Collected data entries:
--- START ---

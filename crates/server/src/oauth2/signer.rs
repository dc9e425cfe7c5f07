//! JWT signing and verification for access and ID tokens.
//!
//! Tokens are signed with PS512 (RSA-PSS / SHA-512). Every header carries the
//! `kid` of the signing key so that keys can be rotated later without
//! invalidating verification of tokens minted under the previous key.

use crate::error::SsoError;
use base64::Engine;
use jsonwebtoken::{Algorithm, DecodingKey, EncodingKey, Header, Validation, decode, encode};
use rsa::{
    RsaPrivateKey, pkcs1::DecodeRsaPrivateKey, pkcs8::DecodePrivateKey, traits::PublicKeyParts,
};
use serde::{Deserialize, Serialize};
use thiserror::Error;
use utoipa::ToSchema;

const ALGORITHM: Algorithm = Algorithm::PS512;
const LEEWAY_SECS: u64 = 0;

#[derive(Debug, Error)]
pub enum SignerError {
    #[error("Failed to read signing key {path}: {source}")]
    Io {
        path: String,
        source: std::io::Error,
    },
    #[error("Signing key is not a valid RSA private key in PKCS#8 or PKCS#1 PEM form")]
    InvalidKey,
    #[error("JWT key error: {0}")]
    Jwt(#[from] jsonwebtoken::errors::Error),
}

/// Claims of a bearer access token.
#[derive(Clone, Debug, PartialEq, Eq, Serialize, Deserialize)]
pub struct AccessClaims {
    pub iss: String,
    pub sub: String,
    pub aud: String,
    pub exp: i64,
    pub nbf: i64,
    pub iat: i64,
    pub jti: String,
    pub client_id: String,
    #[serde(default)]
    pub roles: Vec<String>,
    pub scope: String,
}

impl AccessClaims {
    pub fn scopes(&self) -> impl Iterator<Item = &str> {
        self.scope.split_whitespace()
    }

    pub fn has_scope(&self, scope: &str) -> bool {
        self.scopes().any(|s| s == scope)
    }
}

/// OpenID Connect ID token claims.
#[derive(Clone, Debug, Default, PartialEq, Eq, Serialize, Deserialize)]
pub struct IdClaims {
    pub iss: String,
    pub sub: String,
    pub aud: String,
    pub exp: i64,
    pub nbf: i64,
    pub iat: i64,
    #[serde(skip_serializing_if = "Option::is_none")]
    pub nonce: Option<String>,
    #[serde(skip_serializing_if = "Option::is_none")]
    pub name: Option<String>,
    #[serde(skip_serializing_if = "Option::is_none")]
    pub given_name: Option<String>,
    #[serde(skip_serializing_if = "Option::is_none")]
    pub middle_name: Option<String>,
    #[serde(skip_serializing_if = "Option::is_none")]
    pub family_name: Option<String>,
    #[serde(skip_serializing_if = "Option::is_none")]
    pub email: Option<String>,
    #[serde(skip_serializing_if = "Option::is_none")]
    pub phone_number: Option<String>,
    #[serde(skip_serializing_if = "Option::is_none")]
    pub gender: Option<String>,
    #[serde(skip_serializing_if = "Option::is_none")]
    pub picture: Option<String>,
}

/// A single RSA public key in JWK form.
#[derive(Clone, Debug, Serialize, Deserialize, ToSchema)]
pub struct Jwk {
    pub kty: String,
    #[serde(rename = "use")]
    pub key_use: String,
    pub alg: String,
    pub kid: String,
    pub n: String,
    pub e: String,
}

#[derive(Clone, Debug, Serialize, Deserialize, ToSchema)]
pub struct Jwks {
    pub keys: Vec<Jwk>,
}

pub trait TokenSigner: Send + Sync {
    fn key_id(&self) -> &str;
    fn issuer(&self) -> &str;
    fn sign_access(&self, claims: &AccessClaims) -> Result<String, SsoError>;
    fn sign_id(&self, claims: &IdClaims) -> Result<String, SsoError>;
    /// Checks signature, issuer, expiry and not-before.
    fn verify_access(&self, token: &str) -> Result<AccessClaims, SsoError>;
    /// As `verify_access`, additionally requiring `aud == audience`.
    fn verify_id(&self, token: &str, audience: &str) -> Result<IdClaims, SsoError>;
    fn jwks(&self) -> Jwks;
}

pub struct JwtSigner {
    issuer: String,
    key_id: String,
    encoding: EncodingKey,
    decoding: DecodingKey,
    jwk: Jwk,
}

impl std::fmt::Debug for JwtSigner {
    fn fmt(&self, f: &mut std::fmt::Formatter<'_>) -> std::fmt::Result {
        f.debug_struct("JwtSigner")
            .field("issuer", &self.issuer)
            .field("key_id", &self.key_id)
            .finish_non_exhaustive()
    }
}

impl JwtSigner {
    pub fn from_pem(
        private_pem: &str,
        key_id: impl Into<String>,
        issuer: impl Into<String>,
    ) -> Result<Self, SignerError> {
        let private = RsaPrivateKey::from_pkcs8_pem(private_pem)
            .or_else(|_| RsaPrivateKey::from_pkcs1_pem(private_pem))
            .map_err(|_| SignerError::InvalidKey)?;
        let public = private.to_public_key();

        let b64 = base64::engine::general_purpose::URL_SAFE_NO_PAD;
        let n = b64.encode(public.n().to_bytes_be());
        let e = b64.encode(public.e().to_bytes_be());
        let key_id = key_id.into();

        Ok(Self {
            issuer: issuer.into(),
            encoding: EncodingKey::from_rsa_pem(private_pem.as_bytes())?,
            decoding: DecodingKey::from_rsa_components(&n, &e)?,
            jwk: Jwk {
                kty: "RSA".to_string(),
                key_use: "sig".to_string(),
                alg: "PS512".to_string(),
                kid: key_id.clone(),
                n,
                e,
            },
            key_id,
        })
    }

    /// Load the private key once at process start.
    pub fn from_file(
        path: &str,
        key_id: impl Into<String>,
        issuer: impl Into<String>,
    ) -> Result<Self, SignerError> {
        let pem = std::fs::read_to_string(path).map_err(|source| SignerError::Io {
            path: path.to_string(),
            source,
        })?;
        Self::from_pem(&pem, key_id, issuer)
    }

    fn header(&self) -> Header {
        let mut header = Header::new(ALGORITHM);
        header.kid = Some(self.key_id.clone());
        header
    }

    fn validation(&self, audience: Option<&str>) -> Validation {
        let mut validation = Validation::new(ALGORITHM);
        validation.set_issuer(&[self.issuer.as_str()]);
        validation.set_required_spec_claims(&["exp", "nbf", "iss", "sub"]);
        validation.validate_nbf = true;
        validation.leeway = LEEWAY_SECS;
        match audience {
            Some(aud) => validation.set_audience(&[aud]),
            None => validation.validate_aud = false,
        }
        validation
    }

    fn check_kid(&self, token: &str) -> Result<(), SsoError> {
        let header = jsonwebtoken::decode_header(token)
            .map_err(|_| SsoError::Unauthorized("malformed token".into()))?;
        match header.kid {
            Some(kid) if kid != self.key_id => {
                Err(SsoError::Unauthorized("token signed with an unknown key".into()))
            }
            _ => Ok(()),
        }
    }

    fn sign<T: Serialize>(&self, claims: &T) -> Result<String, SsoError> {
        encode(&self.header(), claims, &self.encoding)
            .map_err(|e| SsoError::Internal(format!("token signing failed: {e}")))
    }

    fn verify<T: serde::de::DeserializeOwned>(
        &self,
        token: &str,
        audience: Option<&str>,
    ) -> Result<T, SsoError> {
        self.check_kid(token)?;
        decode::<T>(token, &self.decoding, &self.validation(audience))
            .map(|data| data.claims)
            .map_err(|e| {
                tracing::debug!(error = %e, "token verification failed");
                SsoError::Unauthorized("invalid or expired token".into())
            })
    }
}

impl TokenSigner for JwtSigner {
    fn key_id(&self) -> &str {
        &self.key_id
    }

    fn issuer(&self) -> &str {
        &self.issuer
    }

    fn sign_access(&self, claims: &AccessClaims) -> Result<String, SsoError> {
        self.sign(claims)
    }

    fn sign_id(&self, claims: &IdClaims) -> Result<String, SsoError> {
        self.sign(claims)
    }

    fn verify_access(&self, token: &str) -> Result<AccessClaims, SsoError> {
        self.verify(token, None)
    }

    fn verify_id(&self, token: &str, audience: &str) -> Result<IdClaims, SsoError> {
        self.verify(token, Some(audience))
    }

    fn jwks(&self) -> Jwks {
        Jwks {
            keys: vec![self.jwk.clone()],
        }
    }
}

#[cfg(test)]
mod tests {
    use super::*;
    use rsa::pkcs8::{EncodePrivateKey, LineEnding};
    use std::sync::OnceLock;
    use time::OffsetDateTime;

    fn pem(slot: usize) -> &'static str {
        static KEYS: OnceLock<Vec<String>> = OnceLock::new();
        &KEYS.get_or_init(|| {
            (0..2)
                .map(|_| {
                    RsaPrivateKey::new(&mut rand::rngs::OsRng, 2048)
                        .unwrap()
                        .to_pkcs8_pem(LineEnding::LF)
                        .unwrap()
                        .to_string()
                })
                .collect()
        })[slot]
    }

    fn signer(slot: usize) -> JwtSigner {
        JwtSigner::from_pem(pem(slot), "test-key", "https://sso.test").unwrap()
    }

    fn claims(exp_offset: i64, nbf_offset: i64) -> AccessClaims {
        let now = OffsetDateTime::now_utc().unix_timestamp();
        AccessClaims {
            iss: "https://sso.test".into(),
            sub: "user-1".into(),
            aud: "client-1".into(),
            exp: now + exp_offset,
            nbf: now + nbf_offset,
            iat: now,
            jti: "jti-1".into(),
            client_id: "client-1".into(),
            roles: vec!["user".into()],
            scope: "openid profile".into(),
        }
    }

    #[test]
    fn sign_then_verify_round_trips() {
        let signer = signer(0);
        let original = claims(900, 0);
        let token = signer.sign_access(&original).unwrap();
        assert_eq!(signer.verify_access(&token).unwrap(), original);

        let header = jsonwebtoken::decode_header(&token).unwrap();
        assert_eq!(header.alg, Algorithm::PS512);
        assert_eq!(header.kid.as_deref(), Some("test-key"));
    }

    #[test]
    fn other_key_is_rejected() {
        let token = signer(0).sign_access(&claims(900, 0)).unwrap();
        assert!(matches!(
            signer(1).verify_access(&token),
            Err(SsoError::Unauthorized(_))
        ));
    }

    #[test]
    fn expired_token_is_rejected() {
        let signer = signer(0);
        let token = signer.sign_access(&claims(-120, -300)).unwrap();
        assert!(signer.verify_access(&token).is_err());
    }

    #[test]
    fn not_yet_valid_token_is_rejected() {
        let signer = signer(0);
        let token = signer.sign_access(&claims(1200, 600)).unwrap();
        assert!(signer.verify_access(&token).is_err());
    }

    #[test]
    fn no_clock_skew_is_tolerated() {
        let signer = signer(0);
        let just_expired = signer.sign_access(&claims(-2, -600)).unwrap();
        assert!(signer.verify_access(&just_expired).is_err());
        let almost_valid = signer.sign_access(&claims(900, 3)).unwrap();
        assert!(signer.verify_access(&almost_valid).is_err());
    }

    #[test]
    fn tampered_payload_is_rejected() {
        let signer = signer(0);
        let token = signer.sign_access(&claims(900, 0)).unwrap();
        let mut parts: Vec<String> = token.split('.').map(String::from).collect();
        let mut forged = claims(900, 0);
        forged.sub = "admin".into();
        parts[1] = base64::engine::general_purpose::URL_SAFE_NO_PAD
            .encode(serde_json::to_vec(&forged).unwrap());
        assert!(signer.verify_access(&parts.join(".")).is_err());
    }

    #[test]
    fn id_token_requires_audience() {
        let signer = signer(0);
        let now = OffsetDateTime::now_utc().unix_timestamp();
        let id = IdClaims {
            iss: "https://sso.test".into(),
            sub: "user-1".into(),
            aud: "client-1".into(),
            exp: now + 900,
            nbf: now,
            iat: now,
            nonce: Some("n-0S6_WzA2Mj".into()),
            ..Default::default()
        };
        let token = signer.sign_id(&id).unwrap();
        assert_eq!(signer.verify_id(&token, "client-1").unwrap(), id);
        assert!(signer.verify_id(&token, "client-2").is_err());
    }

    #[test]
    fn jwks_publishes_key_id() {
        let jwks = signer(0).jwks();
        assert_eq!(jwks.keys.len(), 1);
        assert_eq!(jwks.keys[0].kid, "test-key");
        assert_eq!(jwks.keys[0].alg, "PS512");
    }

    #[test]
    fn garbage_pem_is_rejected() {
        assert!(matches!(
            JwtSigner::from_pem("not a key", "k", "iss"),
            Err(SignerError::InvalidKey)
        ));
    }
}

--- END ---

Taking the entries from their first line through the line with "header carries the", inclusive, restate each line word for word and give nothing else.

filename crates/server/src/oauth2/signer.rs
repository dc9e425cfe7c5f07
//! JWT signing and verification for access and ID tokens.
//!
//! Tokens are signed with PS512 (RSA-PSS / SHA-512). Every header carries the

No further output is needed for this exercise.